Dataset content |

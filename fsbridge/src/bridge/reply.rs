use serde::ser::{Serialize, SerializeSeq, Serializer};
use serde_json::Value;

use crate::error::FsError;

/// Return values of a successful operation, in order.
pub type Values = Vec<Value>;

/// The `[error, ...values]` array answered for every dispatched operation.
///
/// The error slot is `null` exactly when the operation succeeded, and values
/// only follow a `null` error slot.
#[derive(Debug, Clone, PartialEq)]
pub struct ResultTuple {
    error: Option<String>,
    values: Values,
}

impl ResultTuple {
    pub fn success(values: Values) -> Self {
        ResultTuple {
            error: None,
            values,
        }
    }

    pub fn failure(err: &FsError) -> Self {
        ResultTuple {
            error: Some(err.to_string()),
            values: Vec::new(),
        }
    }

    pub fn is_ok(&self) -> bool {
        self.error.is_none()
    }

    pub fn error(&self) -> Option<&str> {
        self.error.as_deref()
    }

    pub fn values(&self) -> &[Value] {
        &self.values
    }

    pub fn encode(&self) -> Result<Vec<u8>, serde_json::Error> {
        serde_json::to_vec(self)
    }
}

impl Serialize for ResultTuple {
    fn serialize<S: Serializer>(&self, serializer: S) -> Result<S::Ok, S::Error> {
        let mut seq = serializer.serialize_seq(Some(1 + self.values.len()))?;
        seq.serialize_element(&self.error)?;
        for value in &self.values {
            seq.serialize_element(value)?;
        }
        seq.end()
    }
}
pub mod cli;
pub mod state;
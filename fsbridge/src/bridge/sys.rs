//! Thin wrappers over the descriptor-level libc calls.
//!
//! Errors come straight from `errno`; nothing here retries, including on
//! `EINTR`.

use std::ffi::{CStr, CString};
use std::io;
use std::mem::MaybeUninit;
use std::os::unix::ffi::OsStrExt;
use std::os::unix::io::RawFd;
use std::path::Path;

fn cvt(ret: libc::c_int) -> io::Result<libc::c_int> {
    if ret == -1 {
        Err(io::Error::last_os_error())
    } else {
        Ok(ret)
    }
}

fn cvt_size(ret: libc::ssize_t) -> io::Result<usize> {
    if ret < 0 {
        Err(io::Error::last_os_error())
    } else {
        Ok(ret as usize)
    }
}

fn cstring(path: &Path) -> io::Result<CString> {
    CString::new(path.as_os_str().as_bytes()).map_err(|_| {
        io::Error::new(
            io::ErrorKind::InvalidInput,
            "path contains an interior nul byte",
        )
    })
}

pub fn open(path: &Path, flags: i32, perm: u32) -> io::Result<RawFd> {
    let path = cstring(path)?;
    // SAFETY: `path` is a valid nul-terminated string for the duration of the call.
    cvt(unsafe { libc::open(path.as_ptr(), flags, perm as libc::c_uint) })
}

pub fn close(fd: RawFd) -> io::Result<()> {
    // SAFETY: closing an arbitrary descriptor is memory safe; validity is the caller's concern.
    cvt(unsafe { libc::close(fd) }).map(drop)
}

pub fn read(fd: RawFd, buf: &mut [u8]) -> io::Result<usize> {
    // SAFETY: `buf` is valid for writes of `buf.len()` bytes.
    cvt_size(unsafe { libc::read(fd, buf.as_mut_ptr().cast(), buf.len()) })
}

pub fn write(fd: RawFd, buf: &[u8]) -> io::Result<usize> {
    // SAFETY: `buf` is valid for reads of `buf.len()` bytes.
    cvt_size(unsafe { libc::write(fd, buf.as_ptr().cast(), buf.len()) })
}

pub fn stat(path: &Path) -> io::Result<libc::stat> {
    let path = cstring(path)?;
    let mut st = MaybeUninit::<libc::stat>::uninit();
    // SAFETY: `st` points to writable storage for one `libc::stat`.
    cvt(unsafe { libc::stat(path.as_ptr(), st.as_mut_ptr()) })?;
    // SAFETY: a successful stat(2) filled the whole struct.
    Ok(unsafe { st.assume_init() })
}

pub fn lstat(path: &Path) -> io::Result<libc::stat> {
    let path = cstring(path)?;
    let mut st = MaybeUninit::<libc::stat>::uninit();
    // SAFETY: as for `stat`.
    cvt(unsafe { libc::lstat(path.as_ptr(), st.as_mut_ptr()) })?;
    // SAFETY: a successful lstat(2) filled the whole struct.
    Ok(unsafe { st.assume_init() })
}

pub fn fstat(fd: RawFd) -> io::Result<libc::stat> {
    let mut st = MaybeUninit::<libc::stat>::uninit();
    // SAFETY: `st` points to writable storage for one `libc::stat`.
    cvt(unsafe { libc::fstat(fd, st.as_mut_ptr()) })?;
    // SAFETY: a successful fstat(2) filled the whole struct.
    Ok(unsafe { st.assume_init() })
}

/// The OS description of `err`, without the `(os error N)` suffix std adds.
pub fn error_text(err: &io::Error) -> String {
    match err.raw_os_error() {
        Some(errno) => strerror(errno),
        None => err.to_string(),
    }
}

pub fn strerror(errno: i32) -> String {
    let mut buf = [0 as libc::c_char; 256];
    // SAFETY: `buf` is writable for `buf.len()` bytes.
    if unsafe { libc::strerror_r(errno, buf.as_mut_ptr(), buf.len()) } != 0 {
        return format!("Unknown error {errno}");
    }
    // SAFETY: a successful strerror_r left a nul-terminated string in `buf`.
    unsafe { CStr::from_ptr(buf.as_ptr()) }
        .to_string_lossy()
        .into_owned()
}

#[cfg(test)]
mod tests {
    use super::*;

    #[test]
    fn test_open_write_read_close() {
        let tmp = tempfile::tempdir().unwrap();
        let path = tmp.path().join("data");

        let fd = open(&path, libc::O_RDWR | libc::O_CREAT, 0o600).unwrap();
        assert_eq!(write(fd, b"abc").unwrap(), 3);
        assert_eq!(fstat(fd).unwrap().st_size, 3);
        close(fd).unwrap();

        let fd = open(&path, libc::O_RDONLY, 0).unwrap();
        let mut buf = [0u8; 8];
        assert_eq!(read(fd, &mut buf).unwrap(), 3);
        assert_eq!(&buf[..3], b"abc");
        close(fd).unwrap();
    }

    #[test]
    fn test_errors_carry_errno() {
        let tmp = tempfile::tempdir().unwrap();
        let err = stat(&tmp.path().join("missing")).unwrap_err();
        assert_eq!(err.raw_os_error(), Some(libc::ENOENT));

        let err = close(-1).unwrap_err();
        assert_eq!(err.raw_os_error(), Some(libc::EBADF));
    }

    #[test]
    fn test_lstat_does_not_follow_symlinks() {
        let tmp = tempfile::tempdir().unwrap();
        let target = tmp.path().join("target");
        let link = tmp.path().join("link");
        std::fs::create_dir(&target).unwrap();
        std::os::unix::fs::symlink(&target, &link).unwrap();

        let followed = stat(&link).unwrap();
        let not_followed = lstat(&link).unwrap();
        assert_eq!(followed.st_mode & libc::S_IFMT, libc::S_IFDIR);
        assert_eq!(not_followed.st_mode & libc::S_IFMT, libc::S_IFLNK);
    }

    #[test]
    fn test_interior_nul_is_rejected() {
        let err = open(Path::new("a\0b"), libc::O_RDONLY, 0).unwrap_err();
        assert_eq!(err.kind(), io::ErrorKind::InvalidInput);
    }

    #[test]
    fn test_strerror_has_no_errno_suffix() {
        assert_eq!(strerror(libc::ENOENT), "No such file or directory");
        let err = io::Error::from_raw_os_error(libc::EEXIST);
        assert_eq!(error_text(&err), "File exists");
    }

    #[test]
    fn test_error_text_keeps_non_os_messages() {
        let err = open(Path::new("a\0b"), libc::O_RDONLY, 0).unwrap_err();
        assert_eq!(error_text(&err), "path contains an interior nul byte");
    }
}
use std::collections::BTreeMap;

use axum::Json;
use serde::Serialize;

use crate::error::AppError;

/// What the sandbox shim needs to know about the host before forwarding
/// anything: where relative paths resolve, and the native `O_*` values to put
/// in `open` requests.
#[derive(Debug, Serialize)]
pub struct HostInfo {
    pub cwd: String,
    pub flags: BTreeMap<&'static str, i32>,
}

pub fn open_flags() -> BTreeMap<&'static str, i32> {
    BTreeMap::from([
        ("O_WRONLY", libc::O_WRONLY),
        ("O_RDWR", libc::O_RDWR),
        ("O_CREAT", libc::O_CREAT),
        ("O_TRUNC", libc::O_TRUNC),
        ("O_APPEND", libc::O_APPEND),
        ("O_EXCL", libc::O_EXCL),
    ])
}

/// `GET /host`
pub async fn host_info() -> Result<Json<HostInfo>, AppError> {
    let cwd = std::env::current_dir()?;
    Ok(Json(HostInfo {
        cwd: cwd.to_string_lossy().into_owned(),
        flags: open_flags(),
    }))
}
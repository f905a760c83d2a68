use std::fs::{self, DirBuilder, Permissions};
use std::io;
use std::os::unix::fs::{DirBuilderExt, PermissionsExt};

use base64::Engine as _;
use base64::engine::general_purpose::STANDARD as B64;
use serde::de::DeserializeOwned;
use serde_json::{Value, json};

use crate::bridge::args::{
    ChmodArgs, ChownArgs, FdArgs, LinkArgs, MkdirArgs, OpenArgs, PathArgs, ReadArgs, WriteArgs,
};
use crate::bridge::decoder::Decoder;
use crate::bridge::reply::Values;
use crate::bridge::stat::Stat as StatRecord;
use crate::bridge::sys;
use crate::error::FsError;

/// Largest `length` a single read accepts, matching the default body limit.
pub const MAX_READ_LENGTH: usize = 64 * 1024 * 1024;

/// Common capability of every forwarded operation.
pub trait Handler: Send + Sync {
    fn handle(&self, dec: &Decoder<'_>) -> Result<Values, FsError>;
}

/// One native filesystem primitive together with the arguments it needs.
pub trait Syscall: Send + Sync {
    type Args: DeserializeOwned;

    fn call(&self, args: Self::Args) -> Result<Values, FsError>;
}

// Decoding always completes before `call` runs, so a rejected body never
// reaches the kernel.
impl<S: Syscall> Handler for S {
    fn handle(&self, dec: &Decoder<'_>) -> Result<Values, FsError> {
        let args = dec.decode::<S::Args>()?;
        self.call(args)
    }
}

fn stat_value(st: &libc::stat) -> Result<Value, FsError> {
    serde_json::to_value(StatRecord::from(st)).map_err(FsError::Encode)
}

fn owner_id(id: i64, field: &str) -> Result<Option<u32>, FsError> {
    if id < 0 {
        return Ok(None);
    }
    u32::try_from(id)
        .map(Some)
        .map_err(|_| FsError::Decode(format!("{field} {id} is out of range")))
}

pub struct Open;

impl Syscall for Open {
    type Args = OpenArgs;

    fn call(&self, args: OpenArgs) -> Result<Values, FsError> {
        let fd = sys::open(&args.path, args.flags, args.perm)?;
        Ok(vec![json!(fd)])
    }
}

pub struct Close;

impl Syscall for Close {
    type Args = FdArgs;

    fn call(&self, args: FdArgs) -> Result<Values, FsError> {
        sys::close(args.fd)?;
        Ok(vec![])
    }
}

pub struct Read;

impl Syscall for Read {
    type Args = ReadArgs;

    fn call(&self, args: ReadArgs) -> Result<Values, FsError> {
        if args.length > MAX_READ_LENGTH {
            return Err(FsError::Decode(format!(
                "read length {} exceeds the limit of {MAX_READ_LENGTH} bytes",
                args.length
            )));
        }
        let mut buf = vec![0; args.length];

        let n = sys::read(args.fd, &mut buf)?;

        // The full requested buffer goes back; only the first `n` bytes are data.
        Ok(vec![json!(n), json!(B64.encode(&buf))])
    }
}

pub struct Write;

impl Syscall for Write {
    type Args = WriteArgs;

    fn call(&self, args: WriteArgs) -> Result<Values, FsError> {
        let n = sys::write(args.fd, args.buffer.as_bytes())?;
        Ok(vec![json!(n)])
    }
}

pub struct Mkdir;

impl Syscall for Mkdir {
    type Args = MkdirArgs;

    fn call(&self, args: MkdirArgs) -> Result<Values, FsError> {
        DirBuilder::new().mode(args.perm).create(&args.path)?;
        Ok(vec![])
    }
}

pub struct Rmdir;

impl Syscall for Rmdir {
    type Args = PathArgs;

    fn call(&self, args: PathArgs) -> Result<Values, FsError> {
        fs::remove_dir(&args.path)?;
        Ok(vec![])
    }
}

pub struct Readdir;

impl Syscall for Readdir {
    type Args = PathArgs;

    fn call(&self, args: PathArgs) -> Result<Values, FsError> {
        let mut names = fs::read_dir(&args.path)?
            .map(|entry| entry.map(|e| e.file_name().to_string_lossy().into_owned()))
            .collect::<io::Result<Vec<String>>>()?;
        names.sort();
        Ok(vec![json!(names)])
    }
}

pub struct Stat;

impl Syscall for Stat {
    type Args = PathArgs;

    fn call(&self, args: PathArgs) -> Result<Values, FsError> {
        let st = sys::stat(&args.path)?;
        Ok(vec![stat_value(&st)?])
    }
}

pub struct Lstat;

impl Syscall for Lstat {
    type Args = PathArgs;

    fn call(&self, args: PathArgs) -> Result<Values, FsError> {
        let st = sys::lstat(&args.path)?;
        Ok(vec![stat_value(&st)?])
    }
}

pub struct Fstat;

impl Syscall for Fstat {
    type Args = FdArgs;

    fn call(&self, args: FdArgs) -> Result<Values, FsError> {
        let st = sys::fstat(args.fd)?;
        Ok(vec![stat_value(&st)?])
    }
}

pub struct Chmod;

impl Syscall for Chmod {
    type Args = ChmodArgs;

    fn call(&self, args: ChmodArgs) -> Result<Values, FsError> {
        fs::set_permissions(&args.path, Permissions::from_mode(args.mode))?;
        Ok(vec![])
    }
}

pub struct Chown;

impl Syscall for Chown {
    type Args = ChownArgs;

    fn call(&self, args: ChownArgs) -> Result<Values, FsError> {
        let uid = owner_id(args.uid, "uid")?;
        let gid = owner_id(args.gid, "gid")?;
        std::os::unix::fs::chown(&args.path, uid, gid)?;
        Ok(vec![])
    }
}

pub struct Link;

impl Syscall for Link {
    type Args = LinkArgs;

    fn call(&self, args: LinkArgs) -> Result<Values, FsError> {
        fs::hard_link(&args.path, &args.link)?;
        Ok(vec![])
    }
}

pub struct Unlink;

impl Syscall for Unlink {
    type Args = PathArgs;

    fn call(&self, args: PathArgs) -> Result<Values, FsError> {
        fs::remove_file(&args.path)?;
        Ok(vec![])
    }
}

#[cfg(test)]
mod tests {
    use super::*;
    use std::os::unix::fs::MetadataExt;

    fn run<H: Handler>(handler: &H, body: Value) -> Result<Values, FsError> {
        let body = serde_json::to_vec(&body).unwrap();
        handler.handle(&Decoder::new(&body))
    }

    #[test]
    fn test_read_returns_full_buffer() {
        let tmp = tempfile::tempdir().unwrap();
        let path = tmp.path().join("short");
        fs::write(&path, "abc").unwrap();

        let fd = run(&Open, json!({"path": path, "flags": libc::O_RDONLY, "perm": 0})).unwrap()[0]
            .as_i64()
            .unwrap();
        let values = run(&Read, json!({"fd": fd, "length": 6})).unwrap();
        assert_eq!(values[0], 3);
        let buf = B64.decode(values[1].as_str().unwrap()).unwrap();
        assert_eq!(buf, b"abc\0\0\0");
        run(&Close, json!({"fd": fd})).unwrap();
    }

    #[test]
    fn test_read_length_over_limit_fails_before_reading() {
        // fd -1 would give EBADF if the read were attempted.
        for length in [MAX_READ_LENGTH as u64 + 1, u64::MAX] {
            let err = run(&Read, json!({"fd": -1, "length": length})).unwrap_err();
            assert!(matches!(err, FsError::Decode(_)), "{length}");
            assert!(err.to_string().contains("exceeds the limit"));
        }

        let err = run(&Read, json!({"fd": -1, "length": MAX_READ_LENGTH})).unwrap_err();
        assert!(matches!(err, FsError::Native(ref e) if e.raw_os_error() == Some(libc::EBADF)));
    }

    #[test]
    fn test_write_ignores_position() {
        let tmp = tempfile::tempdir().unwrap();
        let path = tmp.path().join("out");
        let fd = run(
            &Open,
            json!({"path": path, "flags": libc::O_WRONLY | libc::O_CREAT, "perm": 0o644}),
        )
        .unwrap()[0]
            .as_i64()
            .unwrap();

        run(&Write, json!({"fd": fd, "buffer": "one", "position": 100})).unwrap();
        run(&Write, json!({"fd": fd, "buffer": "two", "offset": 0, "length": 1})).unwrap();
        run(&Close, json!({"fd": fd})).unwrap();

        assert_eq!(fs::read_to_string(&path).unwrap(), "onetwo");
    }

    #[test]
    fn test_mkdir_applies_permission_bits() {
        let tmp = tempfile::tempdir().unwrap();
        let dir = tmp.path().join("d");
        run(&Mkdir, json!({"path": dir, "perm": 0o700})).unwrap();
        assert_eq!(fs::metadata(&dir).unwrap().mode() & 0o777, 0o700);

        let err = run(&Mkdir, json!({"path": dir, "perm": 0o700})).unwrap_err();
        assert!(matches!(err, FsError::Native(ref e) if e.raw_os_error() == Some(libc::EEXIST)));
    }

    #[test]
    fn test_rmdir_refuses_non_empty() {
        let tmp = tempfile::tempdir().unwrap();
        let dir = tmp.path().join("d");
        fs::create_dir(&dir).unwrap();
        fs::write(dir.join("f"), "x").unwrap();

        let err = run(&Rmdir, json!({"path": dir})).unwrap_err();
        assert!(matches!(err, FsError::Native(_)));

        fs::remove_file(dir.join("f")).unwrap();
        run(&Rmdir, json!({"path": dir})).unwrap();
        assert!(!dir.exists());
    }

    #[test]
    fn test_readdir_is_sorted() {
        let tmp = tempfile::tempdir().unwrap();
        for name in ["c", "a", "b"] {
            fs::write(tmp.path().join(name), "").unwrap();
        }
        let values = run(&Readdir, json!({"path": tmp.path()})).unwrap();
        assert_eq!(values, vec![json!(["a", "b", "c"])]);

        let empty = tempfile::tempdir().unwrap();
        let values = run(&Readdir, json!({"path": empty.path()})).unwrap();
        assert_eq!(values, vec![json!([])]);
    }

    #[test]
    fn test_chmod_changes_mode() {
        let tmp = tempfile::tempdir().unwrap();
        let path = tmp.path().join("f");
        fs::write(&path, "").unwrap();

        run(&Chmod, json!({"path": path, "mode": 0o640})).unwrap();
        assert_eq!(fs::metadata(&path).unwrap().mode() & 0o777, 0o640);
    }

    #[test]
    fn test_chown_to_current_owner() {
        let tmp = tempfile::tempdir().unwrap();
        let path = tmp.path().join("f");
        fs::write(&path, "").unwrap();
        let meta = fs::metadata(&path).unwrap();

        run(&Chown, json!({"path": path, "uid": meta.uid(), "gid": meta.gid()})).unwrap();
        run(&Chown, json!({"path": path, "uid": -1, "gid": -1})).unwrap();

        let err = run(&Chown, json!({"path": path, "uid": 1u64 << 40, "gid": -1})).unwrap_err();
        assert!(matches!(err, FsError::Decode(_)));
    }

    #[test]
    fn test_link_and_unlink() {
        let tmp = tempfile::tempdir().unwrap();
        let path = tmp.path().join("f");
        let link = tmp.path().join("g");
        fs::write(&path, "shared").unwrap();

        run(&Link, json!({"path": path, "link": link})).unwrap();
        assert_eq!(fs::metadata(&path).unwrap().nlink(), 2);
        assert_eq!(fs::read_to_string(&link).unwrap(), "shared");

        run(&Unlink, json!({"path": path})).unwrap();
        assert!(!path.exists());
        assert_eq!(fs::metadata(&link).unwrap().nlink(), 1);
    }

    #[test]
    fn test_stat_family_agree_with_metadata() {
        let tmp = tempfile::tempdir().unwrap();
        let meta = fs::metadata(tmp.path()).unwrap();

        let by_path = run(&Stat, json!({"path": tmp.path()})).unwrap();
        let by_link = run(&Lstat, json!({"path": tmp.path()})).unwrap();
        let fd = run(&Open, json!({"path": tmp.path(), "flags": libc::O_RDONLY, "perm": 0}))
            .unwrap()[0]
            .as_i64()
            .unwrap();
        let by_fd = run(&Fstat, json!({"fd": fd})).unwrap();
        run(&Close, json!({"fd": fd})).unwrap();

        for values in [by_path, by_link, by_fd] {
            let st = &values[0];
            assert_eq!(st["dir"], true);
            assert_eq!(st["size"], meta.size());
            assert_eq!(st["mode"], meta.mode());
            assert_eq!(st["ino"], meta.ino());
            assert_eq!(st["mtimeMs"], meta.mtime() * 1000);
        }
    }
}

Required action | Begin with the first line of the listing above and write out each line exactly, ending with the line that contains "impl Serialize for".

Solution to the problem |
filename fsbridge/src/bridge/reply.rs
use serde::ser::{Serialize, SerializeSeq, Serializer};
use serde_json::Value;

use crate::error::FsError;

/// Return values of a successful operation, in order.
pub type Values = Vec<Value>;

/// The `[error, ...values]` array answered for every dispatched operation.
///
/// The error slot is `null` exactly when the operation succeeded, and values
/// only follow a `null` error slot.
#[derive(Debug, Clone, PartialEq)]
pub struct ResultTuple {
    error: Option<String>,
    values: Values,
}

impl ResultTuple {
    pub fn success(values: Values) -> Self {
        ResultTuple {
            error: None,
            values,
        }
    }

    pub fn failure(err: &FsError) -> Self {
        ResultTuple {
            error: Some(err.to_string()),
            values: Vec::new(),
        }
    }

    pub fn is_ok(&self) -> bool {
        self.error.is_none()
    }

    pub fn error(&self) -> Option<&str> {
        self.error.as_deref()
    }

    pub fn values(&self) -> &[Value] {
        &self.values
    }

    pub fn encode(&self) -> Result<Vec<u8>, serde_json::Error> {
        serde_json::to_vec(self)
    }
}

impl Serialize for ResultTuple {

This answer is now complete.